The 2020 Honda Fit subcompact hatch is on sale now, bringing with it with a $25 price bump for the base LX and a $125 increase for other trim levels. It also leaves behind the optional Honda Sensing suite of safety technology for lower trim levels and drops the six-speed manual transmission choice for the upper-level EX model.
Related: Next Honda Fit TBD for USA, But Here’s 4 Cool Things About It
You still can have a stick for 2020 in the base LX and Sport versions — most 2019 Fit EX buyers probably opted for the automatic anyway. And Honda Sensing had been available only on Fits with the continuously variable automatic.

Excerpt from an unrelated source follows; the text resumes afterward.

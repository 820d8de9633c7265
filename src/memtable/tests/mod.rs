mod tests_frozen;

More puzzling is dropping advanced safety tech as an option for the LX and Sport. It remains standard — as it was for 2019 — for the EX and EX-L trim levels and includes forward collision warning with automatic emergency braking and pedestrian detection as well as adaptive cruise control, lane departure warning and lane keep assist. It was a $1,000 option for the cheaper trims, but maybe budget buyers balked. The move runs counter to the trend of making essential safety tech such as automatic emergency braking available, if not standard, on the way to meeting an industrywide promise to make it universally standard by 2022.

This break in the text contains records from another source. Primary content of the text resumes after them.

//! Fixed-width trailer of a `.sdb` file.
//!
//! ```text
//! [MAGIC "SDB1" 4B][VERSION u32][BLOCK_KEY_LIMIT u16][TABLE_BLOCK_LIMIT u16]
//! [DATA_LENGTH u64][INDEX_START u64][INDEX_LENGTH u64][CRC32 u32]
//! ```
//!
//! The CRC covers the 36 bytes in front of it. A reader locates the footer at
//! `file_len - FOOTER_SIZE` and never has to scan the file.

use crc32fast::Hasher as Crc32;

use crate::encoding::{self, Decode, Encode, EncodingError};

use super::SSTableError;

/// Width of the encoded footer in bytes.
pub const FOOTER_SIZE: usize = 40;

/// Identifies lsmdb disk tables.
pub const FOOTER_MAGIC: [u8; 4] = *b"SDB1";

/// Bumped whenever any field width of the file layout changes.
pub const FOOTER_VERSION: u32 = 1;

const CRC_SIZE: usize = std::mem::size_of::<u32>();

/// Decoded footer of a disk table.
#[derive(Debug, Clone, Copy, PartialEq, Eq)]
pub struct Footer {
    /// Commands per block the table was written with.
    pub block_key_limit: u16,
    /// Maximum blocks per file the table was written with.
    pub table_block_limit: u16,
    /// Length of the data region, which starts at offset 0.
    pub data_length: u64,
    /// Offset of the first sparse-index entry.
    pub index_start: u64,
    /// Length of the sparse-index region.
    pub index_length: u64,
}

impl Footer {
    /// Decodes and validates a footer.
    ///
    /// `bytes` must be exactly [`FOOTER_SIZE`] long. The checksum is checked
    /// before the magic and version.
    pub fn decode(bytes: &[u8]) -> Result<Self, SSTableError> {
        if bytes.len() != FOOTER_SIZE {
            return Err(SSTableError::CorruptFooter(format!(
                "footer is {} bytes, expected {FOOTER_SIZE}",
                bytes.len()
            )));
        }

        let body = &bytes[..FOOTER_SIZE - CRC_SIZE];
        let (stored, _) = u32::decode_from(&bytes[FOOTER_SIZE - CRC_SIZE..])?;
        let computed = checksum(body);
        if stored != computed {
            return Err(SSTableError::CorruptFooter(format!(
                "checksum mismatch (stored {stored:08x}, computed {computed:08x})"
            )));
        }

        let (raw, _) = encoding::decode_from_slice::<RawFooter>(body)?;
        if raw.magic != FOOTER_MAGIC {
            return Err(SSTableError::CorruptFooter("bad magic".into()));
        }
        if raw.version != FOOTER_VERSION {
            return Err(SSTableError::CorruptFooter(format!(
                "unsupported version {}",
                raw.version
            )));
        }
        Ok(raw.footer)
    }

    /// Checks that the regions the footer points at lie inside a file of
    /// `file_len` bytes and do not overlap.
    pub fn validate_bounds(&self, file_len: u64) -> Result<(), SSTableError> {
        let body_len = file_len.saturating_sub(FOOTER_SIZE as u64);
        let index_end = self.index_start.checked_add(self.index_length);
        match index_end {
            Some(end) if self.data_length <= self.index_start && end <= body_len => Ok(()),
            _ => Err(SSTableError::CorruptFooter(format!(
                "regions out of bounds (data_length={}, index_start={}, index_length={}, file_len={file_len})",
                self.data_length, self.index_start, self.index_length
            ))),
        }
    }
}

impl Encode for Footer {
    fn encode_to(&self, buf: &mut Vec<u8>) -> Result<(), EncodingError> {
        let start = buf.len();
        FOOTER_MAGIC.encode_to(buf)?;
        FOOTER_VERSION.encode_to(buf)?;
        self.block_key_limit.encode_to(buf)?;
        self.table_block_limit.encode_to(buf)?;
        self.data_length.encode_to(buf)?;
        self.index_start.encode_to(buf)?;
        self.index_length.encode_to(buf)?;
        let crc = checksum(&buf[start..]);
        crc.encode_to(buf)
    }
}

/// Footer fields as stored, before magic and version are checked.
struct RawFooter {
    magic: [u8; 4],
    version: u32,
    footer: Footer,
}

impl Decode for RawFooter {
    fn decode_from(buf: &[u8]) -> Result<(Self, usize), EncodingError> {
        let mut off = 0;
        let (magic, n) = <[u8; 4]>::decode_from(&buf[off..])?;
        off += n;
        let (version, n) = u32::decode_from(&buf[off..])?;
        off += n;
        let (block_key_limit, n) = u16::decode_from(&buf[off..])?;
        off += n;
        let (table_block_limit, n) = u16::decode_from(&buf[off..])?;
        off += n;
        let (data_length, n) = u64::decode_from(&buf[off..])?;
        off += n;
        let (index_start, n) = u64::decode_from(&buf[off..])?;
        off += n;
        let (index_length, n) = u64::decode_from(&buf[off..])?;
        off += n;
        Ok((
            Self {
                magic,
                version,
                footer: Footer {
                    block_key_limit,
                    table_block_limit,
                    data_length,
                    index_start,
                    index_length,
                },
            },
            off,
        ))
    }
}

fn checksum(bytes: &[u8]) -> u32 {
    let mut hasher = Crc32::new();
    hasher.update(bytes);
    hasher.finalize()
}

Otherwise, the 2020 carries on virtually the same as the updated Fit that rolled out for 2018 with freshened styling, Apple CarPlay and Android Auto, and Honda Sensing offered for all trim levels. And the 2020 for the U.S. is not the new-generation Fit subcompact hatch unveiled in Tokyo in October; that’s destined for global markets but not yet confirmed for the U.S. The Fit hatch has been overshadowed here by the HR-V subcompact SUV that shares its platform but gets a lot more love from U.S. buyers.

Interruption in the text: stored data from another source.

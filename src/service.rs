//! Translation of query outcomes into serving-layer responses.
//!
//! A request handler calls [`lookup`] and serializes the result however it
//! likes. [`LookupResponse::status`] and [`LookupResponse::message`] give
//! the `{status, value | message}` shape clients expect: status `0` with
//! the value on a hit, status `1` with an error message otherwise.

use tracing::{trace, warn};

use crate::{Db, DbError};

/// Status code of a successful lookup.
pub const STATUS_OK: u8 = 0;

/// Status code of a lookup that produced no value.
pub const STATUS_ERR: u8 = 1;

/// Outcome of a [`lookup`].
#[derive(Debug, Clone, PartialEq, Eq)]
pub enum LookupResponse {
    /// The key holds `value`.
    Found { value: String },

    /// The key was never written or its newest record is a delete.
    Absent,

    /// The lookup failed for any other reason.
    Failed { message: String },
}

impl LookupResponse {
    pub fn status(&self) -> u8 {
        match self {
            LookupResponse::Found { .. } => STATUS_OK,
            LookupResponse::Absent | LookupResponse::Failed { .. } => STATUS_ERR,
        }
    }

    /// The value on a hit.
    pub fn value(&self) -> Option<&str> {
        match self {
            LookupResponse::Found { value } => Some(value),
            _ => None,
        }
    }

    /// Error text for a miss or failure, `None` on a hit.
    pub fn message(&self) -> Option<String> {
        match self {
            LookupResponse::Found { .. } => None,
            LookupResponse::Absent => Some(DbError::NotFound.to_string()),
            LookupResponse::Failed { message } => Some(message.clone()),
        }
    }
}

/// Queries `key` and converts the outcome into a [`LookupResponse`].
pub fn lookup(db: &Db, key: &str) -> LookupResponse {
    match db.query(key) {
        Ok(value) => {
            trace!(key, "lookup hit");
            LookupResponse::Found { value }
        }
        Err(DbError::NotFound) => {
            trace!(key, "lookup miss");
            LookupResponse::Absent
        }
        Err(e) => {
            warn!(key, error = %e, "lookup failed");
            LookupResponse::Failed {
                message: e.to_string(),
            }
        }
    }
}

In pricing, the 2020 LX is up $25 from 2019 thanks to an increase in the destination fee to $955; it starts at $17,145 with the manual, while the CVT adds $800. The higher trim levels are each up $125 from 2019: The 2020 Sport starts at $18,555 with the manual and $19,355 with the CVT. The automatic-only EX starts at $20,015 and EX-L at $21,575.
All Fits continue to be powered by a 130-horsepower, 1.5-liter four-cylinder engine. EPA ratings for 2020 are the same as 2019 at 29/36/31 mpg city/highway/combined for the manual LX, 33/40/36 mpg for the LX with the CVT and 31/36/33 mpg for the Sport, EX and EX-L with the CVT.